1. The novel steam generator comprises a furnace body (15) and a convection flue (20), wherein a spiral coiled water pipe type water cooling wall (4) is arranged at the upper part in the furnace body (15), and an outlet of a water supply pump I (1) is communicated with an inlet of an economizer (3) through a water supply pipeline I (24), and the novel steam generator is characterized in that a superheater (7), the economizer (3) and an air preheater I (13) are sequentially arranged in the convection flue (20) from top to bottom;

an air preheater II (32) is added between the economizer (3) and the air preheater I (13), the inlet of the air preheater II (32) is communicated with a blower II (33), and the outlet of the air preheater II is communicated with a combustion chamber at the bottom of the furnace body (15) through a hot air pipeline (14); the lower part in the furnace body (15) is provided with a water supply preheater (2), the outlet of the economizer (3) is bifurcated into two paths, one path is communicated with the inlet of the water supply preheater (2) through a first water inlet pipeline (26), and the other path is communicated with the inlet of the water cooling wall (4) through a second water inlet pipeline (27); the water supply preheater (2) is a spiral coiled ascending pipeline, the outlet of the water supply preheater is respectively communicated with the inlet of the water-cooled wall (4) outside the furnace body (15) through a first water outlet pipeline (28), and is communicated with the backwater inlet of the economizer (3) through a second water outlet pipeline (29); the second water supply pump (31) is communicated with the inlet of the water supply preheater (2) through a second water supply pipeline (25); the water supply pipeline I (24), the water supply pipeline II (25), the water inlet pipeline I (26), the water inlet pipeline II (27), the water outlet pipeline I (28) and the water outlet pipeline II (29) are respectively provided with a control valve (30).
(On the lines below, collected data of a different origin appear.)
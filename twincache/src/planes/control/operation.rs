use crate::domain::response::admin::{ClearResponse, HealthResponse};
use async_trait::async_trait;
use shared::Result;

#[async_trait]
pub trait AdminOperations: Send + Sync + 'static {
    /// Empty every backend, in precedence order
    async fn clear_all(&self) -> Result<ClearResponse>;
    async fn health(&self) -> HealthResponse;
}
use crate::handlers;
use crate::state::AppState;
use axum::{
    http::{HeaderValue, Method},
    routing::{get, put},
    Router,
};
use shared::config::Config;
use tower_http::cors::{Any, CorsLayer};
use tower_http::normalize_path::NormalizePath;
use tower_http::trace::TraceLayer;
use tracing::warn;

/// The router behind trailing-slash normalization, ready to serve
pub type App = NormalizePath<Router>;

/// Build the servable application. The path is normalized before routing,
/// so `/cache/k/` matches `/cache/{key}`.
pub fn build_app(state: AppState, config: &Config) -> App {
    NormalizePath::trim_trailing_slash(build_router(state, config))
}

/// Build and configure the application router
pub fn build_router(state: AppState, config: &Config) -> Router {
    Router::new()
        // Health check
        .route("/health", get(handlers::health_check))
        // PUT is the global clear; other methods treat `clear` as a key
        .route(
            "/cache/clear",
            put(handlers::clear_all)
                .get(handlers::get_clear_key)
                .post(handlers::put_clear_key)
                .delete(handlers::delete_clear_key),
        )
        // Cache operation routes
        .route(
            "/cache/{key}",
            get(handlers::get_value)
                .post(handlers::put_value)
                .delete(handlers::delete_value),
        )
        // Middleware
        .layer(cors_layer(&config.allowed_origins))
        .layer(TraceLayer::new_for_http())
        .with_state(state)
}

fn cors_layer(allowed_origins: &[String]) -> CorsLayer {
    let layer = CorsLayer::new()
        .allow_methods([Method::GET, Method::POST, Method::PUT, Method::DELETE])
        .allow_headers(Any);

    if allowed_origins.iter().any(|o| o == "*") {
        return layer.allow_origin(Any);
    }

    let origins: Vec<HeaderValue> = allowed_origins
        .iter()
        .filter_map(|origin| match origin.parse() {
            Ok(value) => Some(value),
            Err(_) => {
                warn!("Ignoring invalid CORS origin '{}'", origin);
                None
            }
        })
        .collect();
    layer.allow_origin(origins)
}
use crate::memcached::MemcachedCache;
use crate::moka_cache::MokaCache;
use crate::redis_cache::RedisCache;
use shared::config::BackendSpec;
use shared::{Error, Result};
use std::sync::Arc;
use twincache::ports::{BackendFactory, CacheBackend};

/// Builds any supported backend from its configuration entry
pub struct UnifiedBackendFactory;

impl BackendFactory for UnifiedBackendFactory {
    fn create_from_spec(&self, spec: &BackendSpec) -> Result<Arc<dyn CacheBackend>> {
        let backend: Arc<dyn CacheBackend> = match spec {
            BackendSpec::Redis { url, default_ttl } => Arc::new(
                RedisCache::new(url, *default_ttl)
                    .map_err(|e| Error::Config(format!("redis backend: {}", e)))?,
            ),
            BackendSpec::Memcached {
                addr,
                default_ttl,
                pool_size,
            } => Arc::new(
                MemcachedCache::new(addr.clone(), *default_ttl, *pool_size)
                    .map_err(|e| Error::Config(format!("memcached backend: {}", e)))?,
            ),
            BackendSpec::Memory {
                max_entries,
                default_ttl,
            } => Arc::new(MokaCache::new("memory", *max_entries, *default_ttl)),
        };
        Ok(backend)
    }
}

/// Builds the ordered backend list, Primary first
pub fn create_backends(
    factory: &dyn BackendFactory,
    specs: &[BackendSpec],
) -> Result<Vec<Arc<dyn CacheBackend>>> {
    specs
        .iter()
        .map(|spec| factory.create_from_spec(spec))
        .collect()
}
use async_trait::async_trait;
use redis::aio::MultiplexedConnection;
use redis::{AsyncCommands, RedisError, RedisResult};
use shared::{BackendError, BackendResult, TtlMs};
use std::fmt::Debug;
use std::time::Duration;
use tokio::sync::Mutex;
use tracing::{debug, warn};
use twincache::ports::CacheBackend;

/// Redis backend. The multiplexed connection is dialed on first use and
/// dropped after a connection-level failure so the next call re-dials.
pub struct RedisCache {
    name: String,
    client: redis::Client,
    connection: Mutex<Option<MultiplexedConnection>>,
    default_ttl: Option<Duration>,
}

impl RedisCache {
    pub fn new(url: &str, default_ttl: Option<Duration>) -> BackendResult<Self> {
        let client =
            redis::Client::open(url).map_err(|e| BackendError::Connection(e.to_string()))?;

        Ok(Self {
            name: "redis".to_string(),
            client,
            connection: Mutex::new(None),
            default_ttl,
        })
    }

    async fn connection(&self) -> BackendResult<MultiplexedConnection> {
        let mut slot = self.connection.lock().await;
        if let Some(conn) = slot.as_ref() {
            return Ok(conn.clone());
        }

        let conn = self
            .client
            .get_multiplexed_async_connection()
            .await
            .map_err(to_backend_error)?;
        debug!("Connected to Redis");
        *slot = Some(conn.clone());
        Ok(conn)
    }

    /// Map a command result, forgetting the connection if it broke
    async fn settle<T>(&self, result: RedisResult<T>) -> BackendResult<T> {
        match result {
            Ok(value) => Ok(value),
            Err(err) => {
                let err = to_backend_error(err);
                if matches!(err, BackendError::Connection(_)) {
                    warn!("Dropping Redis connection after failure: {}", err);
                    self.connection.lock().await.take();
                }
                Err(err)
            }
        }
    }
}

fn to_backend_error(err: RedisError) -> BackendError {
    if err.is_io_error()
        || err.is_connection_refusal()
        || err.is_connection_dropped()
        || err.is_timeout()
    {
        BackendError::Connection(err.to_string())
    } else if err.kind() == redis::ErrorKind::TypeError {
        BackendError::Protocol(err.to_string())
    } else {
        BackendError::Command(err.to_string())
    }
}

#[async_trait]
impl CacheBackend for RedisCache {
    fn name(&self) -> &str {
        &self.name
    }

    async fn get(&self, key: &str) -> BackendResult<Option<String>> {
        let mut conn = self.connection().await?;
        let result = conn.get::<_, Option<String>>(key).await;
        self.settle(result).await
    }

    async fn set(&self, key: &str, value: &str, ttl: Option<TtlMs>) -> BackendResult<()> {
        let mut conn = self.connection().await?;
        let ttl = ttl
            .and_then(TtlMs::non_zero)
            .map(|t| t.as_duration())
            .or(self.default_ttl);

        let result = match ttl {
            Some(ttl) => {
                let millis = ttl.as_millis() as u64;
                debug!(key = key, ttl_ms = millis, "Redis SET PX");
                conn.pset_ex::<_, _, ()>(key, value, millis).await
            }
            None => conn.set::<_, _, ()>(key, value).await,
        };
        self.settle(result).await
    }

    async fn delete(&self, key: &str) -> BackendResult<()> {
        let mut conn = self.connection().await?;
        // DEL of a missing key returns 0, not an error
        let result = conn.del::<_, ()>(key).await;
        self.settle(result).await
    }

    async fn clear(&self) -> BackendResult<()> {
        let mut conn = self.connection().await?;
        let result: RedisResult<()> = redis::cmd("FLUSHDB").query_async(&mut conn).await;
        self.settle(result).await
    }

    async fn ping(&self) -> BackendResult<()> {
        let mut conn = self.connection().await?;
        let result: RedisResult<String> = redis::cmd("PING").query_async(&mut conn).await;
        self.settle(result).await.map(|_| ())
    }
}

impl Debug for RedisCache {
    fn fmt(&self, f: &mut std::fmt::Formatter<'_>) -> std::fmt::Result {
        f.debug_struct("RedisCache")
            .field("name", &self.name)
            .field("default_ttl", &self.default_ttl)
            .finish()
    }
}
2. A novel steam generator as claimed in claim 1, characterized in that when the incoming water temperature of the boiler is lower than 50 ℃, the incoming water reaches the feed water preheater (2) through the second feed water pump (31), and at the moment, the feed water is controlled by the control valve (30) to pass through the outlet of the feed water preheater (2), the second water outlet pipeline (29) is communicated with the inlet of the economizer (3), and the outlet of the economizer (3) is communicated with the second water inlet pipeline (27) and the inlet of the water-cooled wall (4) in the hearth; when the temperature of the boiler water reaches above 50 ℃, the recycled water reaches the economizer (3) through the water feeding pump I (1), and at the moment, the water is controlled by the control valve to pass through the inlet line I (26) and the inlet of the water feeding preheater (2) after exiting from the outlet of the economizer (3), and the outlet of the water feeding preheater (2) is communicated with a water feeding line of the water cooling wall (4); the water line is controlled to be communicated and closed by opening and closing a control valve (30).